Saved entries
= = = = = = =
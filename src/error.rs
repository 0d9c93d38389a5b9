//! Error types for document import and buffer synchronization.
//!
//! Every failure of an import is one of the variants below. Callers at the
//! UI boundary turn them into [`Notification`](crate::editor::Notification)s;
//! none of them leave partial content in an editor buffer.

use crate::editor::LanguageSlot;
use crate::extractors::DocumentFormat;

/// Result type alias for import operations.
pub type Result<T> = std::result::Result<T, Error>;

/// Boxed underlying cause of a parse failure.
pub type BoxedCause = Box<dyn std::error::Error + Send + Sync + 'static>;

/// Error types that can occur while importing a document.
#[derive(Debug, thiserror::Error)]
pub enum Error {
    /// The MIME type is not one of the supported document kinds.
    #[error("Unsupported document format: {0}")]
    UnsupportedFormat(String),

    /// The document parsed but contained no usable text.
    #[error("No extractable text found in document")]
    NoExtractableText,

    /// The binary could not be parsed.
    #[error("Failed to parse {format} document: {source}")]
    DocumentParse {
        /// Format the bytes were parsed as
        format: DocumentFormat,
        /// Underlying cause, kept for diagnostics
        #[source]
        source: BoxedCause,
    },

    /// An import into this buffer is already running.
    #[error("An import into the {0} buffer is already in progress")]
    ImportInProgress(LanguageSlot),

    /// Invalid configuration value or configuration document.
    #[error("Invalid configuration: {0}")]
    Config(String),

    /// IO error
    #[error("IO error: {0}")]
    Io(#[from] std::io::Error),

    /// A snapshot or report could not be serialized.
    #[error("Failed to serialize output: {0}")]
    Serialize(#[from] serde_json::Error),
}

impl Error {
    /// Build a [`Error::DocumentParse`] from any error type.
    pub fn parse<E>(format: DocumentFormat, cause: E) -> Self
    where
        E: Into<BoxedCause>,
    {
        Error::DocumentParse {
            format,
            source: cause.into(),
        }
    }
}

#[cfg(test)]
mod tests {
    use super::*;
    use std::error::Error as _;

    #[test]
    fn test_unsupported_format_error() {
        let err = Error::UnsupportedFormat("image/png".to_string());
        let msg = format!("{}", err);
        assert!(msg.contains("Unsupported document format"));
        assert!(msg.contains("image/png"));
    }

    #[test]
    fn test_document_parse_keeps_cause() {
        let err = Error::parse(DocumentFormat::Pdf, "trailer not found");
        let msg = format!("{}", err);
        assert!(msg.contains("PDF"));
        assert!(msg.contains("trailer not found"));
        let cause = err.source().expect("cause retained");
        assert_eq!(cause.to_string(), "trailer not found");
    }

    #[test]
    fn test_import_in_progress_names_slot() {
        let err = Error::ImportInProgress(LanguageSlot::Target);
        assert!(format!("{}", err).contains("target"));
    }

    #[test]
    fn test_serialize_error_is_not_a_config_error() {
        let json_err = serde_json::from_str::<serde_json::Value>("{").unwrap_err();
        let err = Error::from(json_err);
        assert!(matches!(err, Error::Serialize(_)));
        let msg = format!("{}", err);
        assert!(msg.starts_with("Failed to serialize output"));
        assert!(!msg.contains("configuration"));
    }

    #[test]
    fn test_error_is_send_and_sync() {
        fn assert_send_sync<T: Send + Sync>() {}
        assert_send_sync::<Error>();
    }
}
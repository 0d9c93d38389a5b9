//! User-facing messages for failed imports.

use serde::Serialize;

use super::dual::LanguageSlot;
use crate::error::Error;

/// How prominently to show a notification.
#[derive(Debug, Clone, Copy, PartialEq, Eq, Serialize)]
#[serde(rename_all = "lowercase")]
pub enum Severity {
    /// The user can fix it (another file, wait for the running import)
    Warning,
    /// The document or the system failed
    Error,
}

/// Language of the editor UI.
#[derive(Debug, Clone, Copy, Default, PartialEq, Eq)]
pub enum UiLanguage {
    /// English
    #[default]
    English,
    /// Arabic
    Arabic,
}

/// A message for the notification area.
#[derive(Debug, Clone, PartialEq, Eq, Serialize)]
pub struct Notification {
    /// Severity
    pub severity: Severity,
    /// Localized text
    pub message: String,
}

impl Notification {
    /// Translate an error for display.
    ///
    /// # Examples
    ///
    /// ```
    /// use bilingual_import::editor::{Notification, Severity, UiLanguage};
    /// use bilingual_import::Error;
    ///
    /// let note = Notification::from_error(&Error::NoExtractableText, UiLanguage::English);
    /// assert_eq!(note.severity, Severity::Warning);
    /// ```
    pub fn from_error(error: &Error, language: UiLanguage) -> Self {
        let severity = match error {
            Error::UnsupportedFormat(_) | Error::NoExtractableText | Error::ImportInProgress(_) => {
                Severity::Warning
            },
            _ => Severity::Error,
        };
        Self {
            severity,
            message: message(error, language),
        }
    }
}

fn message(error: &Error, language: UiLanguage) -> String {
    match (error, language) {
        (Error::UnsupportedFormat(_), UiLanguage::English) => {
            "Only PDF and Word (.docx) files can be imported.".to_string()
        },
        (Error::UnsupportedFormat(_), UiLanguage::Arabic) => {
            "يمكن استيراد ملفات PDF و Word (.docx) فقط.".to_string()
        },
        (Error::NoExtractableText, UiLanguage::English) => {
            "No text could be found in this document.".to_string()
        },
        (Error::NoExtractableText, UiLanguage::Arabic) => {
            "لم يتم العثور على نص في هذا المستند.".to_string()
        },
        (Error::DocumentParse { format, .. }, UiLanguage::English) => {
            format!("The {} file could not be read. It may be damaged or protected.", format)
        },
        (Error::DocumentParse { format, .. }, UiLanguage::Arabic) => {
            format!("تعذرت قراءة ملف {}. قد يكون تالفًا أو محميًا.", format)
        },
        (Error::ImportInProgress(slot), UiLanguage::English) => {
            format!("An import into the {} text is already running.", slot)
        },
        (Error::ImportInProgress(slot), UiLanguage::Arabic) => {
            let which = match slot {
                LanguageSlot::Source => "النص المصدر",
                LanguageSlot::Target => "النص الهدف",
            };
            format!("يوجد استيراد جارٍ بالفعل إلى {}.", which)
        },
        (_, UiLanguage::English) => "The import failed. Please try again.".to_string(),
        (_, UiLanguage::Arabic) => "فشل الاستيراد. يرجى المحاولة مرة أخرى.".to_string(),
    }
}

#[cfg(test)]
mod tests {
    use super::*;
    use crate::extractors::DocumentFormat;

    #[test]
    fn test_severity_mapping() {
        let warn = [
            Error::UnsupportedFormat("image/png".to_string()),
            Error::NoExtractableText,
            Error::ImportInProgress(LanguageSlot::Source),
        ];
        for err in &warn {
            assert_eq!(Notification::from_error(err, UiLanguage::English).severity, Severity::Warning);
        }

        let parse = Error::parse(DocumentFormat::Docx, "bad zip");
        assert_eq!(Notification::from_error(&parse, UiLanguage::Arabic).severity, Severity::Error);
        let config = Error::Config("line_break".to_string());
        assert_eq!(Notification::from_error(&config, UiLanguage::English).severity, Severity::Error);
    }

    #[test]
    fn test_messages_localized() {
        let err = Error::parse(DocumentFormat::Pdf, "xref");
        let en = Notification::from_error(&err, UiLanguage::English);
        let ar = Notification::from_error(&err, UiLanguage::Arabic);
        assert!(en.message.contains("PDF"));
        assert!(ar.message.contains("PDF"));
        assert_ne!(en.message, ar.message);

        let busy = Notification::from_error(&Error::ImportInProgress(LanguageSlot::Target), UiLanguage::English);
        assert!(busy.message.contains("target"));
    }
}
= = = = = = =
ACTIVITY: Which lines in the records above hold the string "Result"? Copy each of them.

WRITTEN REPLY:
/// Result type alias for import operations.
pub type Result<T> = std::result::Result<T, Error>;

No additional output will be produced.